I’ve started Chinese lessons. Once a week Wei Wei, who was Shan’s bridesmaid, comes to my house. We spend a few hours poring over her notes while I try to get my head and tongue around Chinese phrases, echoing the sounds and tones familiar in Beijing. My dream is to surprise Shan’s Ma Ma, my qing jia mu, with a text message in Mandarin characters and by addressing her in Chinese the next time we meet. I’ve a long, long way to go.
The language lesson finished, Wei Wei and I roll up our sleeves, get out the cleaver, chopping board and wok and she teaches me a new recipe. To start with she is helping me to recreate some of the dishes I came across on my last visit to Beijing. It’s fun, the hours fly by and I am learning at all sorts of levels.
Wei Wei writes her own blog MyChineseKitchen.com and is an accomplished Chinese cook. Her Mum and Dad taught her basic techniques from a very young age in her home town of Tianjin and she has wielded a cleaver for as long as she can remember. Next week her parents are coming to visit her and her husband Oisin in Ireland for the very first time, no doubt bearing a suitcase full of ingredients like Shan’s family did at Christmas.
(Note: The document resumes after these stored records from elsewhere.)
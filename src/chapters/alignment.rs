/// Chapter-to-episode alignment
///
/// Episode boundaries are not recorded anywhere on the disc. They are
/// inferred from the end offset of each episode's subtitles: the offset is
/// re-based onto the disc timeline (episodes are assumed to be laid out
/// back to back) and the episode ends at the first chapter marker at or
/// after that point.
use super::{Chapter, DiscChapterInfo};
use crate::episodes::Disc;
use crate::subtitles::TimingLookup;
use serde::{Deserialize, Serialize};
use std::time::Duration;
use thiserror::Error;
use tracing::{debug, warn};

#[derive(Debug, Error, PartialEq, Eq)]
pub enum AlignmentError {
    #[error("disc has no episodes")]
    NoEpisodes,

    #[error("disc has no chapters")]
    NoChapters,

    #[error("no subtitle timing for episode {episode_number}")]
    MissingTiming { episode_number: String },

    #[error("episode {episode_number} starts after the last chapter ({last_chapter}) was already assigned")]
    ChaptersExhausted { episode_number: String, last_chapter: u32 },
}

/// Inclusive chapter range assigned to one episode
#[derive(Debug, Clone, PartialEq, Eq, Serialize, Deserialize)]
pub struct ChapterToEpisodeInfo {
    pub episode_number: String,
    pub episode_title: String,
    pub chapter_start: u32,
    pub chapter_end: u32,
}

/// Data-quality findings that did not stop the alignment
#[derive(Debug, Clone, PartialEq, Eq, Serialize, Deserialize)]
#[serde(tag = "kind", rename_all = "snake_case")]
pub enum AlignmentDiagnostic {
    /// The episode should end after every chapter on the disc; the last
    /// chapter was used instead.
    InsufficientCoverage {
        episode_number: String,
        expected_end: Duration,
        last_chapter_end: Duration,
    },
    /// Chapters left over after the final episode's end chapter
    TrailingChapters { first: u32, last: u32 },
}

/// Alignment result for one disc
#[derive(Debug, Clone, Default, PartialEq, Eq, Serialize, Deserialize)]
pub struct DiscAlignment {
    pub assignments: Vec<ChapterToEpisodeInfo>,
    pub diagnostics: Vec<AlignmentDiagnostic>,
}

/// Partition the chapters of `chapters` among the episodes of `disc`.
///
/// A disc holding a single episode gets the whole range
/// `1..=last + 1` (the extra number is an end sentinel) without looking at
/// subtitle timing. Otherwise every episode needs an entry in `timings`.
pub fn align_disc<T>(disc: &Disc, chapters: &DiscChapterInfo, timings: &T) -> Result<DiscAlignment, AlignmentError>
where
    T: TimingLookup + ?Sized,
{
    let last = chapters.last().ok_or(AlignmentError::NoChapters)?;

    let episodes = disc.episodes();
    let first = episodes.first().ok_or(AlignmentError::NoEpisodes)?;

    if disc.is_single_episode() {
        return Ok(DiscAlignment {
            assignments: vec![ChapterToEpisodeInfo {
                episode_number: first.episode_number.clone(),
                episode_title: first.title.clone(),
                chapter_start: 1,
                chapter_end: last.number + 1,
            }],
            diagnostics: Vec::new(),
        });
    }

    let mut alignment = DiscAlignment::default();
    let mut cursor_start: u32 = 1;
    let mut cursor_time = Duration::ZERO;

    for episode in episodes {
        let timing = timings
            .timing(&episode.episode_number)
            .ok_or_else(|| AlignmentError::MissingTiming {
                episode_number: episode.episode_number.clone(),
            })?;

        if cursor_start > last.number {
            return Err(AlignmentError::ChaptersExhausted {
                episode_number: episode.episode_number.clone(),
                last_chapter: last.number,
            });
        }

        let expected_end = timing.end_offset + cursor_time;
        let remaining = &chapters.chapters()[(cursor_start - 1) as usize..];

        let end_chapter = match closest_end_at_or_after(remaining, expected_end) {
            Some(chapter) => chapter,
            None => {
                warn!(
                    "⚠️ Not enough chapter time for episode {} - {}: expected end {:?}, disc ends at {:?}",
                    episode.episode_number, episode.title, expected_end, last.end
                );
                alignment.diagnostics.push(AlignmentDiagnostic::InsufficientCoverage {
                    episode_number: episode.episode_number.clone(),
                    expected_end,
                    last_chapter_end: last.end,
                });
                last
            }
        };

        debug!(
            "Episode {} ends near {:?}, chapters {}..={}",
            episode.episode_number, expected_end, cursor_start, end_chapter.number
        );

        alignment.assignments.push(ChapterToEpisodeInfo {
            episode_number: episode.episode_number.clone(),
            episode_title: episode.title.clone(),
            chapter_start: cursor_start,
            chapter_end: end_chapter.number,
        });

        cursor_start = end_chapter.number + 1;
        cursor_time = end_chapter.end;
    }

    if cursor_start <= last.number {
        warn!(
            "⚠️ Chapters {}..={} of {} are not part of any episode",
            cursor_start,
            last.number,
            chapters.source_file()
        );
        alignment.diagnostics.push(AlignmentDiagnostic::TrailingChapters {
            first: cursor_start,
            last: last.number,
        });
    }

    Ok(alignment)
}

/// The chapter ending closest to `target` without ending before it.
/// Equal distances resolve to the lower chapter number.
fn closest_end_at_or_after(chapters: &[Chapter], target: Duration) -> Option<&Chapter> {
    chapters
        .iter()
        .filter(|chapter| chapter.end >= target)
        .min_by_key(|chapter| chapter.end - target)
}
Last weekend our friends Brenda and Jimmy were coming to Sunday dinner. I wanted to serve a meal like Shan and her Ma Ma would cook, a selection of dishes for sharing, some spicy, some light. Gan guo tu dou pian was on my mind – a potato dish that I had tasted in our favourite Chinese Duck Restaurant XiHeYaYuan in Beijing and which I wrote about here. Gan guo translates loosely as “dry wok”. It is a style of cooking that comes from Hunan Province where the food is rich and spicy and in restaurants in China it is served in a little cast iron pot at your table over an open burner. As well as gan guo made with slices of fried potato and smoked Hunan pork, I had also enjoyed gan gou niu wa, made with bull frog, at our Hunan dinner at Pindian in Wangjng.
As luck would have it, Wei Wei also loves the dish which she and Oisin used to have every time they visited a local Hunan restaurant they called “The Cheap Place” in Beijing . She has come up with her own recipe for gan guo potatoes which tastes exactly as I remember it in Beijing and she has set out the steps for making it in detail here on her own blog. We used her recipe for my first cookery lesson and as we worked she taught me the Chinese words for the ingredients and helped me improve my knife skills and cooking techniques.
The next day I made the dish again working without a recipe, using the instincts Wei Wei had helped me develop to balance the flavours. My proportions were a little different to Wei Wei’s so here is what I did.
Hunan Spiced Potato – Gan Guo Tu Duo Pian
(Serves 4 as a side dish or 2 as a main course)
Ingredients
- 3 firm medium potatoes
- 4 slices of Hunan smoked pork or pancetta or smoked streaky rashers, rind removed
- 1 red chilli
- 1 green chilli
- a small thumb of ginger
- 4 cloves of garlic
- 1 leek
- ½ an onion(red or white)
- 1 stick celery
- 1 spring onion
- cooking oil
- coriander to garnish (optional)
For the sauce
- 1 tbs hot bean sauce
- 2 tbs light soy sauce
- ¼ tbs dark soy sauce
- 1 tbs shaoxing rice wine
- 2 tsps sugar
- salt to taste
Preparation
- Wash and peel the potatoes and slice them about ½ cm thick. Wash the potato slices twice in cold water to rinse out the starch and pat them dry.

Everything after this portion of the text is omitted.